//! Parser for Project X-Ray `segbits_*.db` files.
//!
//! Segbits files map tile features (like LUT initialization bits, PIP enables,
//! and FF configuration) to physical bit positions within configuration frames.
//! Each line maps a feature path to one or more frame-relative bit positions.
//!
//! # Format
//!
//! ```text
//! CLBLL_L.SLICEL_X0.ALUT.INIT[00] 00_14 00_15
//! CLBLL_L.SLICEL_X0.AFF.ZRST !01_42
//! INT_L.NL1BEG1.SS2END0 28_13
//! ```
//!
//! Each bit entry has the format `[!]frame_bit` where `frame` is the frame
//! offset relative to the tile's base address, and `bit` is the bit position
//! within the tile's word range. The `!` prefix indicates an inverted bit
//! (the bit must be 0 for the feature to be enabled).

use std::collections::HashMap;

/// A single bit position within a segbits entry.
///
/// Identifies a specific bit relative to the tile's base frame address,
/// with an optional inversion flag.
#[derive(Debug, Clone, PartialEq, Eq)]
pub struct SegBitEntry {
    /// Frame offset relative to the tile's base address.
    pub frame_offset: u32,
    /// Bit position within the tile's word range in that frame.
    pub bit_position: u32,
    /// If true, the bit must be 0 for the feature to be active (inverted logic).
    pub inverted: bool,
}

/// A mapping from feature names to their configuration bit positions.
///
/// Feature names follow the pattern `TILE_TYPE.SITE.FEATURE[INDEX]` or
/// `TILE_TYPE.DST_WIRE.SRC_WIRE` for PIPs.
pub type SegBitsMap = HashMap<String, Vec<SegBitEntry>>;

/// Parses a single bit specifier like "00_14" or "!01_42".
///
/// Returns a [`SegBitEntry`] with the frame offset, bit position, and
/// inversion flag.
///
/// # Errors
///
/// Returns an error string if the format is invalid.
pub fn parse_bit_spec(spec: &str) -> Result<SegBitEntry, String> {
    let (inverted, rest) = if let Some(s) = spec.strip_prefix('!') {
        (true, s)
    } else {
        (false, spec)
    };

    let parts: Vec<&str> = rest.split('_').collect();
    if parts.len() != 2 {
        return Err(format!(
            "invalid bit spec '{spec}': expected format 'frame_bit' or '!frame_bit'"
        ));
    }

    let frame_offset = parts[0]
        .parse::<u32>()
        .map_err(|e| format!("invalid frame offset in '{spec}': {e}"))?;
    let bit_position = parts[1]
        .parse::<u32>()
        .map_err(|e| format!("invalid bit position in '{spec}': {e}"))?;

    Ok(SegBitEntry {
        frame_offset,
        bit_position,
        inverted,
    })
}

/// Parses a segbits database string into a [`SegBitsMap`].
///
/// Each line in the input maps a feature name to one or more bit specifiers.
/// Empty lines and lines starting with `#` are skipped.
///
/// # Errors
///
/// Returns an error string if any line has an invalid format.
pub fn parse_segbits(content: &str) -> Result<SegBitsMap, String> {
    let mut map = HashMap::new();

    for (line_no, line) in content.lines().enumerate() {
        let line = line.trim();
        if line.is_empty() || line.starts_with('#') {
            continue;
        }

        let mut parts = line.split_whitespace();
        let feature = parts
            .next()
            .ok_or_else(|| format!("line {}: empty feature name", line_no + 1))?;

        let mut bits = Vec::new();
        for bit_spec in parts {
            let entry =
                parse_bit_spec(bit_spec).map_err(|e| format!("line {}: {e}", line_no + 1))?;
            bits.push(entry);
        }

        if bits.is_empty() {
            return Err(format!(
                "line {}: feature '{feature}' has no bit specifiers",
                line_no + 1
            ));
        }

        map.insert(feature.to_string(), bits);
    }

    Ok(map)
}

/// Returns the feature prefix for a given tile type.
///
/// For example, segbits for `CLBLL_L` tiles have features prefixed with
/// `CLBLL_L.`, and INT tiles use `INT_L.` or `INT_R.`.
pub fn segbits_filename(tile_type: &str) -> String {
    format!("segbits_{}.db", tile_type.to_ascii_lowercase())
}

- **WHAT IS EXPECTED**
Every line that holds the string "lines" must be copied from the records above.

- **SOLUTION TO THE PROBLEM**
/// Empty lines and lines starting with `#` are skipped.
    for (line_no, line) in content.lines().enumerate() {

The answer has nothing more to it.